Who can claim under the 1975 Act?
Only certain categories of people can claim under the 1975 Act. These include spouses or civil partners, former spouses or civil partners, cohabitating partners (who lived with the deceased for at least two years prior to their death), children and other dependants who have been financially maintained by the deceased.
The test of reasonable financial provision
The Court applies an objective test when considering claims. It looks at whether the will failed to make reasonable financial provision for the claimant taking into account certain factors, and the standard of provision applicable to the claimant.
There are two standards of provision. The first is for a claimant who is the spouse or civil partner of the deceased. This standard looks at what is reasonable for the claimant to receive and is often decided by reference to what the claimant could expect to achieve on divorce (although this isn’t treated as an upper or lower limit for awards).
For any other type of claimant the standard of provision is based on what would be reasonable for the claimant to receive for their maintenance considering the circumstances of the case.
The following factors are considered:
• The financial resources and needs the applicant, any other applicant and any beneficiary the estate has now or is likely to have in the foreseeable future
• The obligations and responsibilities which the deceased had towards any applicant or beneficiary of the estate
• The size and nature of the net estate
• Any physical or mental disability of any applicant or beneficiary of the estate
• Any other matter, including the conduct of the applicant or other person, which the Court may consider relevant.

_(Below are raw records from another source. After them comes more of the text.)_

//! tca-planner library interface
//!
//! Aggregates engagement, sentiment, trend and pageview signals for a
//! trailer, ranks target regions and plans a phased rollout. Every derived
//! number is traceable to evidence in a per-run ledger.

pub mod advisory;
pub mod analysis;
pub mod collectors;
pub mod config;
pub mod error;
pub mod ledger;
pub mod models;
pub mod orchestrator;
pub mod progress;
pub mod rollout;
pub mod scorer;
pub mod storage;

pub use crate::error::{PlannerError, PlannerResult};
pub use crate::orchestrator::{CampaignPipeline, CampaignRequest, StageOutcome};
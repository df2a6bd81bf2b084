//! # TCA Common Library
//!
//! Shared code for the trailer-to-campaign workspace:
//! - Common error type
//! - Bootstrap configuration loading (TOML, environment, platform defaults)
//! - Pipeline event types and the broadcast `EventBus`

pub mod config;
pub mod error;
pub mod events;

pub use error::{Error, Result};
/// Compare the last week of a series with the week before it
///
/// With 7-13 points the older window is the first 7; with fewer than 7 the
/// series is split in half. Fewer than 3 points is not enough to judge.
pub fn detect_momentum(series: &[SeriesPoint]) -> Option<Momentum> {
    let values = sorted_values(series);
    let n = values.len();
    if n < MIN_MOMENTUM_POINTS {
        return None;
    }

    let (recent, older) = if n >= 2 * MOMENTUM_WINDOW {
        (
            &values[n - MOMENTUM_WINDOW..],
            &values[n - 2 * MOMENTUM_WINDOW..n - MOMENTUM_WINDOW],
        )
    } else if n >= MOMENTUM_WINDOW {
        (&values[n - MOMENTUM_WINDOW..], &values[..MOMENTUM_WINDOW])
    } else {
        (&values[n / 2..], &values[..n / 2])
    };

    let recent_average = mean(recent);
    let older_average = mean(older);
    let change_pct = if older_average > 0.0 {
        (recent_average - older_average) / older_average * 100.0
    } else {
        0.0
    };

    let label = if change_pct > 15.0 {
        MomentumLabel::Accelerating
    } else if change_pct < -15.0 {
        MomentumLabel::Declining
    } else if change_pct.abs() < 5.0 {
        MomentumLabel::Stable
    } else {
        MomentumLabel::GradualChange
    };

    let first_half = mean(&values[..n / 2]);
    let second_half = mean(&values[n / 2..]);
    let direction = if second_half > first_half * 1.1 {
        TrendDirection::Upward
    } else if second_half < first_half * 0.9 {
        TrendDirection::Downward
    } else {
        TrendDirection::Flat
    };

    Some(Momentum {
        label,
        direction,
        change_pct: round_to(change_pct, 2),
        recent_average: round_to(recent_average, 2),
        older_average: round_to(older_average, 2),
        peak: values.iter().copied().fold(f64::NEG_INFINITY, f64::max),
        current: values[n - 1],
    })
}
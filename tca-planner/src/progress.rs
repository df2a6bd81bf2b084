//! Progress reporting
//!
//! Callers observe a run through `ProgressReporter` callbacks and, when an
//! `EventBus` is attached, through broadcast `PipelineEvent::Progress`
//! events. Within a run the reported percentage never decreases, even when
//! concurrent stages finish out of order.

use chrono::Utc;
use std::sync::{Arc, Mutex};
use tca_common::events::{EventBus, PipelineEvent};
use tracing::info;
use uuid::Uuid;

/// Progress callback
pub trait ProgressReporter: Send + Sync {
    /// `percent` is 0-100 and never lower than a previous call in the same run
    fn on_progress(&self, percent: u8, stage: &str, message: &str);
}

impl<F> ProgressReporter for F
where
    F: Fn(u8, &str, &str) + Send + Sync,
{
    fn on_progress(&self, percent: u8, stage: &str, message: &str) {
        self(percent, stage, message)
    }
}

/// Reporter that writes progress to the tracing log
#[derive(Debug, Clone, Copy, Default)]
pub struct LogProgress;

impl ProgressReporter for LogProgress {
    fn on_progress(&self, percent: u8, stage: &str, message: &str) {
        info!(percent, stage, "{}", message);
    }
}

/// Per-run monotonic progress fan-out
pub(crate) struct ProgressTracker {
    run_id: Uuid,
    reporters: Vec<Arc<dyn ProgressReporter>>,
    bus: Option<EventBus>,
    // Held while reporting so concurrent updates are delivered in order
    last: Mutex<u8>,
}

impl ProgressTracker {
    pub(crate) fn new(
        run_id: Uuid,
        reporters: Vec<Arc<dyn ProgressReporter>>,
        bus: Option<EventBus>,
    ) -> Self {
        Self {
            run_id,
            reporters,
            bus,
            last: Mutex::new(0),
        }
    }

    /// Report progress, raised to the highest value already reported
    pub(crate) fn advance(&self, percent: u8, stage: &str, message: &str) -> u8 {
        let mut last = self.last.lock().unwrap_or_else(|p| p.into_inner());
        let effective = percent.min(100).max(*last);
        *last = effective;

        for reporter in &self.reporters {
            reporter.on_progress(effective, stage, message);
        }
        if let Some(bus) = &self.bus {
            bus.emit_lossy(PipelineEvent::Progress {
                run_id: self.run_id,
                percent: effective,
                stage: stage.to_string(),
                message: message.to_string(),
                timestamp: Utc::now(),
            });
        }
        effective
    }
}
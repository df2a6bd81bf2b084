//! Evidence recording and metric assembly
//!
//! Collector output is written to the ledger as soon as a stage completes,
//! then folded into one `RegionMetric` per target region. Each metric field
//! keeps the evidence ids it was derived from so rankings can be cited field
//! by field.

use chrono::Utc;
use std::collections::BTreeMap;

use crate::analysis::{detect_momentum, detect_spikes, engagement_rate, growth_rate, percent_change};
use crate::collectors::{EngagementReport, MovieMetadata, PageviewReport, TrendReport};
use crate::ledger::{ranking_fact, phase_fact, EvidenceId, EvidenceKind, EvidenceLedger};
use crate::models::{MetricField, Phase, RegionCode, RegionMetric, RegionRanking, Stage};

const MAX_COMMENT_EVIDENCE: usize = 100;
const SPIKE_THRESHOLD: f64 = 2.0;

pub(crate) const MOVIE_TITLE_FACT: &str = "movie/title";
pub(crate) const SENTIMENT_FACT: &str = "sentiment/average_compound";

/// Ledger ids for one engagement report
#[derive(Debug, Clone)]
pub(crate) struct EngagementEvidence {
    pub stats: EvidenceId,
    pub comments: Vec<EvidenceId>,
}

pub(crate) fn record_metadata(ledger: &EvidenceLedger, movie: &MovieMetadata) -> EvidenceId {
    let mut excerpt = format!("Title: {}", movie.title);
    if let Some(date) = movie.release_date {
        excerpt.push_str(&format!("; release {}", date));
    }
    if !movie.genres.is_empty() {
        excerpt.push_str(&format!("; genres {}", movie.genres.join(", ")));
    }
    let id = ledger.record(
        EvidenceKind::Metadata,
        movie.source_ref.clone(),
        excerpt,
        1.0,
        Utc::now(),
    );
    ledger.cite(MOVIE_TITLE_FACT, &[id]);
    id
}

pub(crate) fn record_engagement(
    ledger: &EvidenceLedger,
    report: &EngagementReport,
) -> EngagementEvidence {
    let now = Utc::now();
    let stats = ledger.record(
        EvidenceKind::Metadata,
        report.source_ref.clone(),
        format!(
            "{} views, {} likes, {} comments",
            report.view_count, report.like_count, report.comment_count
        ),
        1.0,
        now,
    );

    let max_likes = report
        .comments
        .iter()
        .map(|c| c.like_count)
        .max()
        .unwrap_or(0) as f64;
    let comments = report
        .comments
        .iter()
        .filter(|c| !c.text.trim().is_empty())
        .take(MAX_COMMENT_EVIDENCE)
        .map(|c| {
            ledger.record(
                EvidenceKind::Comment,
                format!("{}#{}", report.source_ref, c.comment_id),
                c.text.chars().take(200).collect::<String>(),
                (c.like_count as f64 + 1.0) / (max_likes + 1.0),
                now,
            )
        })
        .collect();

    EngagementEvidence { stats, comments }
}

pub(crate) fn record_trends(
    ledger: &EvidenceLedger,
    report: &TrendReport,
) -> BTreeMap<RegionCode, EvidenceId> {
    let now = Utc::now();
    report
        .regions
        .iter()
        .map(|(code, interest)| {
            let mut excerpt = format!(
                "Search interest {:.0}/100 over {} data points",
                interest.interest,
                interest.series.len()
            );
            if let Some(momentum) = detect_momentum(&interest.series) {
                excerpt.push_str(&format!(", {}", momentum.label.as_str()));
            }
            let spikes = detect_spikes(&interest.series, SPIKE_THRESHOLD).len();
            if spikes > 0 {
                excerpt.push_str(&format!(", {} spike(s)", spikes));
            }
            let id = ledger.record(
                EvidenceKind::Trend,
                format!("{}:{}:{}", report.source_ref, code, report.keyword),
                excerpt,
                interest.interest / 100.0,
                now,
            );
            (code.clone(), id)
        })
        .collect()
}

pub(crate) fn record_pageviews(
    ledger: &EvidenceLedger,
    report: &PageviewReport,
) -> BTreeMap<RegionCode, EvidenceId> {
    let now = Utc::now();
    report
        .regions
        .iter()
        .map(|(code, series)| {
            let total: f64 = series.iter().map(|p| p.value).sum();
            let id = ledger.record(
                EvidenceKind::Pageview,
                format!("{}:{}:{}", report.source_ref, code, report.article),
                format!("{:.0} views over {} days", total, series.len()),
                1.0,
                now,
            );
            (code.clone(), id)
        })
        .collect()
}

/// Collected signals and their evidence, as far as each stage got
#[derive(Default)]
pub(crate) struct MetricInputs<'a> {
    pub engagement: Option<(&'a EngagementReport, EvidenceId)>,
    pub trends: Option<(&'a TrendReport, &'a BTreeMap<RegionCode, EvidenceId>)>,
    pub pageviews: Option<(&'a PageviewReport, &'a BTreeMap<RegionCode, EvidenceId>)>,
}

pub(crate) type FieldEvidence = BTreeMap<(RegionCode, MetricField), Vec<EvidenceId>>;

/// One metric per region, plus the evidence behind each field
pub(crate) fn assemble_metrics(
    regions: &[RegionCode],
    inputs: &MetricInputs<'_>,
) -> (Vec<RegionMetric>, FieldEvidence) {
    let mut field_evidence = FieldEvidence::new();
    let global_rate = inputs.engagement.and_then(|(report, _)| engagement_rate(report));

    let metrics = regions
        .iter()
        .map(|code| {
            let mut metric = RegionMetric::new(code.clone());
            let mut cite = |field: MetricField, id: EvidenceId| {
                field_evidence
                    .entry((code.clone(), field))
                    .or_default()
                    .push(id);
            };

            if let Some((report, id)) = inputs.engagement {
                let rate = report
                    .regional_engagement
                    .get(code)
                    .copied()
                    .filter(|r| r.is_finite())
                    .or(global_rate);
                if let Some(rate) = rate {
                    metric.engagement_score = Some(rate);
                    cite(MetricField::Engagement, id);
                }
            }

            if let Some((report, ids)) = inputs.trends {
                if let (Some(interest), Some(id)) = (report.regions.get(code), ids.get(code)) {
                    metric.interest_score = Some(interest.interest);
                    cite(MetricField::Interest, *id);
                    if let Some(growth) = growth_rate(&interest.series) {
                        metric.growth_rate = Some(growth);
                        cite(MetricField::Growth, *id);
                    }
                }
            }

            if let Some((report, ids)) = inputs.pageviews {
                if let (Some(series), Some(id)) = (report.regions.get(code), ids.get(code)) {
                    if let Some(delta) = percent_change(series) {
                        metric.pageview_delta = Some(delta);
                        cite(MetricField::Pageview, *id);
                    }
                }
            }

            metric
        })
        .collect::<Vec<_>>();

    let metrics = metrics
        .into_iter()
        .map(|mut metric| {
            let mut refs: Vec<EvidenceId> = field_evidence
                .iter()
                .filter(|((code, _), _)| *code == metric.region_code)
                .flat_map(|(_, ids)| ids.iter().copied())
                .collect();
            refs.sort();
            refs.dedup();
            metric.evidence_refs = refs;
            metric
        })
        .collect();

    (metrics, field_evidence)
}

/// Stage that supplies a metric field
pub(crate) fn source_stage(field: MetricField) -> Stage {
    match field {
        MetricField::Engagement => Stage::Engagement,
        MetricField::Interest | MetricField::Growth => Stage::Trend,
        MetricField::Pageview => Stage::Pageview,
    }
}

/// Cite every ranking field, or say why it has no evidence
pub(crate) fn cite_rankings(
    ledger: &EvidenceLedger,
    rankings: &[RegionRanking],
    field_evidence: &FieldEvidence,
    stage_gaps: &BTreeMap<Stage, String>,
) {
    for ranking in rankings {
        let code = &ranking.region_code;
        for field in MetricField::ALL {
            let fact = ranking_fact(code, field.name());
            match field_evidence.get(&(code.clone(), field)) {
                Some(ids) => ledger.cite(fact, ids),
                None => {
                    let stage = source_stage(field);
                    let reason = match stage_gaps.get(&stage) {
                        Some(gap) => format!("{} stage skipped: {}", stage, gap),
                        None => format!("{} source had no data for {}", stage, code),
                    };
                    ledger.mark_unsupported(fact, reason);
                }
            }
        }

        for fact in ["total_score", "tier", "budget_pct"] {
            ledger.support(
                ranking_fact(code, fact),
                &ranking.evidence_refs,
                "no signals available for region",
            );
        }
    }
}

pub(crate) fn cite_phases(ledger: &EvidenceLedger, phases: &[Phase]) {
    for phase in phases {
        for fact in ["regions", "budget_pct"] {
            ledger.support(
                phase_fact(phase.index, fact),
                &phase.evidence_refs,
                "no signals available for phase regions",
            );
        }
    }
}
impl CampaignRequest {
    pub fn new<I, S>(
        trailer_reference: impl Into<String>,
        movie_reference: impl Into<String>,
        target_regions: I,
        budget: f64,
        release_date: NaiveDate,
    ) -> Self
    where
        I: IntoIterator<Item = S>,
        S: Into<String>,
    {
        Self {
            trailer_reference: trailer_reference.into(),
            movie_reference: movie_reference.into(),
            target_regions: target_regions.into_iter().map(Into::into).collect(),
            budget,
            release_date,
            duration_weeks: None,
        }
    }

    pub fn with_duration_weeks(mut self, weeks: u32) -> Self {
        self.duration_weeks = Some(weeks);
        self
    }
}

/// Upper-cased, de-duplicated, order-preserving region list
fn normalize_regions(regions: &[String]) -> Vec<RegionCode> {
    let mut seen = HashSet::new();
    regions
        .iter()
        .map(RegionCode::new)
        .filter(|code| !code.as_str().is_empty())
        .filter(|code| seen.insert(code.clone()))
        .collect()
}

/// Signal-aggregation and decision pipeline
pub struct CampaignPipeline {
    policy: PolicyConfig,
    scorer: RegionalScorer,
    planner: RolloutPlanner,
    providers: Providers,
    reporters: Vec<Arc<dyn ProgressReporter>>,
    event_bus: Option<EventBus>,
}
impl RolloutPlanner {
    pub fn new(policy: RolloutPolicy) -> PlannerResult<Self> {
        policy.validate()?;
        Ok(Self { policy })
    }

    /// Build a plan
    ///
    /// `rankings` must be in rank order. `release_date <= campaign_start`
    /// is an `InvalidWindow` error; an empty ranking gives an empty plan.
    pub fn plan(
        &self,
        rankings: &[RegionRanking],
        campaign_start: NaiveDate,
        release_date: NaiveDate,
        duration_weeks: u32,
        total_budget: f64,
    ) -> PlannerResult<RolloutPlan> {
        if release_date <= campaign_start {
            return Err(PlannerError::InvalidWindow {
                campaign_start,
                release_date,
            });
        }
        if !total_budget.is_finite() || total_budget < 0.0 {
            return Err(PlannerError::InvalidInput(format!(
                "budget must be a non-negative amount, got {}",
                total_budget
            )));
        }
        if rankings.is_empty() {
            debug!("No ranked regions, producing empty rollout plan");
            return Ok(RolloutPlan::empty(campaign_start, release_date));
        }

        let days = (release_date - campaign_start).num_days() + 1;
        let wanted = self.policy.phase_count(duration_weeks);
        let count = wanted.min(days as usize);
        if count < wanted {
            warn!(
                wanted,
                days, "Campaign window shorter than phase count, collapsing phases"
            );
        }

        let windows = phase_windows(campaign_start, days, count);
        let (phases, dropped) = self.build_phases(rankings, &windows, total_budget);
        let milestones = milestones(&phases, campaign_start, release_date);
        let allocations = allocations(rankings, &dropped, total_budget);
        let timeline = timeline(&phases, campaign_start, release_date);
        let strategy = rollout_strategy(rankings, &phases, &dropped);

        let plan = RolloutPlan {
            campaign_start,
            release_date,
            phases,
            milestones,
            allocations,
            timeline,
            dropped_regions: dropped,
            strategy,
        };
        verify(&plan, rankings)?;

        debug!(
            phases = plan.phases.len(),
            milestones = plan.milestones.len(),
            dropped = plan.dropped_regions.len(),
            "Rollout planned"
        );
        Ok(plan)
    }

    fn build_phases(
        &self,
        rankings: &[RegionRanking],
        windows: &[(NaiveDate, NaiveDate)],
        total_budget: f64,
    ) -> (Vec<Phase>, Vec<RegionCode>) {
        let count = windows.len();
        let layout = self.policy.layout(count);

        let mut leaders: Vec<&RegionRanking> =
            rankings.iter().filter(|r| r.tier == Tier::A).collect();
        if leaders.is_empty() {
            leaders.push(&rankings[0]);
        }
        let leader_codes: HashSet<&RegionCode> = leaders.iter().map(|r| &r.region_code).collect();

        let entry_phase = |ranking: &RegionRanking| -> Option<usize> {
            if leader_codes.contains(&ranking.region_code) {
                return Some(0);
            }
            match ranking.tier {
                Tier::A | Tier::B | Tier::C => Some(if count == 1 { 0 } else { 1 }),
                Tier::D if count == 1 => None,
                Tier::D => Some(count - 1),
            }
        };

        let dropped: Vec<RegionCode> = rankings
            .iter()
            .filter(|r| entry_phase(r).is_none())
            .map(|r| r.region_code.clone())
            .collect();

        let phases = windows
            .iter()
            .enumerate()
            .map(|(i, (start, end))| {
                let members: Vec<&RegionRanking> = rankings
                    .iter()
                    .filter(|r| entry_phase(r).is_some_and(|entry| entry <= i))
                    .collect();

                let mut evidence_refs: Vec<EvidenceId> = members
                    .iter()
                    .flat_map(|r| r.evidence_refs.iter().copied())
                    .collect();
                evidence_refs.sort();
                evidence_refs.dedup();

                let budget_pct = layout.budget_split[i];
                Phase {
                    index: i + 1,
                    name: layout.names[i].clone(),
                    regions: members.iter().map(|r| r.region_code.clone()).collect(),
                    intensity: layout.intensities[i],
                    budget_pct,
                    budget_amount: round_to(total_budget * budget_pct / 100.0, 2),
                    start_date: *start,
                    end_date: *end,
                    evidence_refs,
                }
            })
            .collect();

        (phases, dropped)
    }
}
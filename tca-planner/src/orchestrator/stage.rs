//! Stage execution
//!
//! Every external call runs under a guard that races it against the stage
//! deadline, the remaining run deadline and the run's cancellation token,
//! and converts whatever happens into a `StageOutcome`. A rate-limited call
//! is retried once, inside the same stage deadline.

use chrono::Utc;
use std::future::Future;
use std::sync::Arc;
use std::time::{Duration, Instant};
use tca_common::events::{EventBus, PipelineEvent};
use tokio_util::sync::CancellationToken;
use tracing::{debug, info, warn};
use uuid::Uuid;

use crate::collectors::CollectorError;
use crate::error::PlannerError;
use crate::ledger::EvidenceLedger;
use crate::models::{SkipReason, Stage, StageReport, StageStatus};
use crate::progress::ProgressTracker;

const MAX_ATTEMPTS: u32 = 2;

/// Result of one stage
#[derive(Debug, Clone, PartialEq)]
pub enum StageOutcome<T> {
    Completed(T),
    /// Optional stage produced nothing; the run continues degraded
    Skipped(SkipReason),
    /// Mandatory stage did not complete
    Failed(String),
}

impl<T> StageOutcome<T> {
    pub fn status(&self) -> StageStatus {
        match self {
            StageOutcome::Completed(_) => StageStatus::Completed,
            StageOutcome::Skipped(_) => StageStatus::Skipped,
            StageOutcome::Failed(_) => StageStatus::Failed,
        }
    }

    pub fn reason(&self) -> Option<String> {
        match self {
            StageOutcome::Completed(_) => None,
            StageOutcome::Skipped(reason) => Some(reason.to_string()),
            StageOutcome::Failed(reason) => Some(reason.clone()),
        }
    }

    pub fn skip_reason(&self) -> Option<&SkipReason> {
        match self {
            StageOutcome::Skipped(reason) => Some(reason),
            _ => None,
        }
    }

    pub fn completed(&self) -> Option<&T> {
        match self {
            StageOutcome::Completed(value) => Some(value),
            _ => None,
        }
    }

    pub fn map<U>(self, f: impl FnOnce(T) -> U) -> StageOutcome<U> {
        match self {
            StageOutcome::Completed(value) => StageOutcome::Completed(f(value)),
            StageOutcome::Skipped(reason) => StageOutcome::Skipped(reason),
            StageOutcome::Failed(reason) => StageOutcome::Failed(reason),
        }
    }

    /// Escalate a skip of a mandatory stage into a failure
    pub fn require(self) -> Self {
        match self {
            StageOutcome::Skipped(reason) => StageOutcome::Failed(reason.to_string()),
            other => other,
        }
    }
}

/// Outcome plus wall time
#[derive(Debug)]
pub(crate) struct Timed<T> {
    pub outcome: StageOutcome<T>,
    pub elapsed_ms: u64,
}

impl<T> Timed<T> {
    pub fn instant(outcome: StageOutcome<T>) -> Self {
        Self {
            outcome,
            elapsed_ms: 0,
        }
    }

    pub fn map_outcome<U>(self, f: impl FnOnce(T) -> U) -> Timed<U> {
        Timed {
            outcome: self.outcome.map(f),
            elapsed_ms: self.elapsed_ms,
        }
    }
}

/// Per-run state shared by every stage
pub(crate) struct RunContext {
    pub run_id: Uuid,
    pub ledger: Arc<EvidenceLedger>,
    pub progress: ProgressTracker,
    bus: Option<EventBus>,
    deadline: Instant,
    cancel: CancellationToken,
}

impl RunContext {
    pub fn new(
        run_id: Uuid,
        progress: ProgressTracker,
        bus: Option<EventBus>,
        run_budget: Duration,
        cancel: CancellationToken,
    ) -> Self {
        Self {
            run_id,
            ledger: Arc::new(EvidenceLedger::new(run_id)),
            progress,
            bus,
            deadline: Instant::now() + run_budget,
            cancel,
        }
    }

    pub fn remaining(&self) -> Duration {
        self.deadline.saturating_duration_since(Instant::now())
    }

    pub fn emit(&self, event: PipelineEvent) {
        if let Some(bus) = &self.bus {
            bus.emit_lossy(event);
        }
    }

    /// Run an external call under the stage guard
    pub async fn guard<T, F, Fut>(&self, stage: Stage, stage_deadline: Duration, mut call: F) -> Timed<T>
    where
        F: FnMut() -> Fut,
        Fut: Future<Output = Result<Option<T>, CollectorError>>,
    {
        let started = Instant::now();
        let elapsed_ms = || started.elapsed().as_millis() as u64;

        self.emit(PipelineEvent::StageStarted {
            run_id: self.run_id,
            stage: stage.name().to_string(),
            timestamp: Utc::now(),
        });
        debug!(stage = %stage, deadline_ms = stage_deadline.as_millis() as u64, "Stage started");

        let mut attempt = 0;
        let outcome = loop {
            attempt += 1;

            if self.cancel.is_cancelled() {
                break StageOutcome::Skipped(SkipReason::Cancelled);
            }
            let stage_left = stage_deadline.saturating_sub(started.elapsed());
            let run_left = self.remaining();
            if run_left.is_zero() {
                break StageOutcome::Skipped(SkipReason::RunDeadline);
            }
            if stage_left.is_zero() {
                break StageOutcome::Skipped(SkipReason::Timeout {
                    after_ms: elapsed_ms(),
                });
            }
            let run_bound = run_left < stage_left;

            let result = tokio::select! {
                _ = self.cancel.cancelled() => break StageOutcome::Skipped(SkipReason::Cancelled),
                result = tokio::time::timeout(stage_left.min(run_left), call()) => result,
            };

            match result {
                Err(_) if run_bound => break StageOutcome::Skipped(SkipReason::RunDeadline),
                Err(_) => {
                    break StageOutcome::Skipped(SkipReason::Timeout {
                        after_ms: elapsed_ms(),
                    })
                }
                Ok(Ok(Some(value))) => break StageOutcome::Completed(value),
                Ok(Ok(None)) => break StageOutcome::Skipped(SkipReason::Empty),
                Ok(Err(err @ CollectorError::RateLimited { .. })) if attempt < MAX_ATTEMPTS => {
                    warn!(
                        stage = %stage,
                        error = %PlannerError::from_collector(stage, err),
                        "Retrying rate-limited call once"
                    );
                }
                Ok(Err(CollectorError::RateLimited { .. })) => {
                    break StageOutcome::Skipped(SkipReason::RateLimited { attempts: attempt })
                }
                Ok(Err(err)) => {
                    let detail = err.detail();
                    warn!(
                        stage = %stage,
                        error = %PlannerError::from_collector(stage, err),
                        "Collector failed"
                    );
                    break StageOutcome::Skipped(SkipReason::SourceUnavailable { detail });
                }
            }
        };

        Timed {
            outcome,
            elapsed_ms: elapsed_ms(),
        }
    }

    /// Log and broadcast a stage's terminal state
    pub fn finish<T>(&self, stage: Stage, timed: &Timed<T>) -> StageReport {
        let report = StageReport {
            stage,
            status: timed.outcome.status(),
            reason: timed.outcome.reason(),
            elapsed_ms: timed.elapsed_ms,
        };

        match &timed.outcome {
            StageOutcome::Completed(_) => {
                info!(stage = %stage, elapsed_ms = timed.elapsed_ms, "Stage completed")
            }
            StageOutcome::Skipped(reason) => warn!(
                stage = %stage,
                elapsed_ms = timed.elapsed_ms,
                reason = %reason,
                "Stage skipped, continuing in degraded mode"
            ),
            StageOutcome::Failed(reason) => tracing::error!(
                stage = %stage,
                elapsed_ms = timed.elapsed_ms,
                reason = %reason,
                "Mandatory stage failed"
            ),
        }

        self.emit(PipelineEvent::StageFinished {
            run_id: self.run_id,
            stage: stage.name().to_string(),
            status: report.status.as_str().to_string(),
            reason: report.reason.clone(),
            elapsed_ms: report.elapsed_ms,
            timestamp: Utc::now(),
        });
        report
    }
}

What provision might be made?
There is a range of awards the Court can make, including an outright capital sum, a right to income, deferred payments, an amount on trust or an option to purchase an asset of the estate. The value of the award depends on the factors above.
How can I prevent a claim under the 1975 Act?
If you think that somebody might try to make a claim against your estate, there are some steps you can take to reduce the risk of a claim succeeding.
You can leave a letter explaining why you left your estate in the way you have, including positive reasons for selecting the beneficiaries you have chosen, and including any explanations for not making a greater provision for the potential claimant (such as substantial lifetime gifts to them). This will be taken into account by the Court if a claim is made.
You may also leave a limited provision for a potential claimant in your will, along with a clause stating that the gift is conditional upon the individual not challenging the will (also known as a no-contest clause). Whilst this doesn’t prevent a claim, it will make a claimant consider whether (given the uncertainty of litigation) it is worth risking the smaller inheritance they would have been guaranteed to receive for the uncertainty of potentially winning a larger settlement. If you do this, you should regularly review the level of provision for that person to ensure that it remains an effective deterrent.
A final alternative is to consider a discretionary trust in your will, along with a memorandum of wishes to the trustees, explaining how you would like them to consider exercising their powers. This allows the trustees to exercise their discretion when distributing funds to that particular beneficiary and could prevent a Court case from arising at all. This might be a good approach where you are worried about the beneficiary having a right to large sums of money. Again this won’t automatically prevent a potential claim against the estate, but if an agreement could not be reached and the Court became involved, the Court would take the memorandum of wishes into account when deciding on whether to make an award to that beneficiary.
Who can see my will?
Once the Grant of Probate has been issued a will becomes a public document and can therefore be easily accessed. Prior to receiving probate, there is no legal obligation to provide any relative or potential beneficiary with a copy of the will.